### DATASET RECORDS:
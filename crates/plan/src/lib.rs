// SPDX-License-Identifier: BUSL-1.1
// Copyright (c) 2026 Alfred Jean LLC

// Allow panic!/unwrap/expect in test code
#![cfg_attr(test, allow(clippy::panic))]
#![cfg_attr(test, allow(clippy::unwrap_used))]
#![cfg_attr(test, allow(clippy::expect_used))]

//! stagehand-plan: compiles a resolved lifecycle plus a task context into
//! the ordered action document a remote container scheduler carries out.
//!
//! Compilation is stateless: each call is a pure function of its inputs and
//! the already-assembled environment, so it can run concurrently without
//! coordination.

pub mod action;
pub mod config;
pub mod task;

pub use action::{
    serial, Action, ActionPlan, CachedDependency, DownloadAction, ResourceLimits, RunAction,
    CHECKSUM_ALGORITHM, LAUNCHER_PATH, LIFECYCLE_MOUNT,
};
pub use config::PlanConfig;
pub use task::{compile, task_log_source, PlanError, TaskRequest, LIFECYCLE_TYPE};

### YOUR TASK:
Return from the data every line that holds "panic".

### RESPONSE FOR THIS EXERCISE:
// Allow panic!/unwrap/expect in test code
#![cfg_attr(test, allow(clippy::panic))]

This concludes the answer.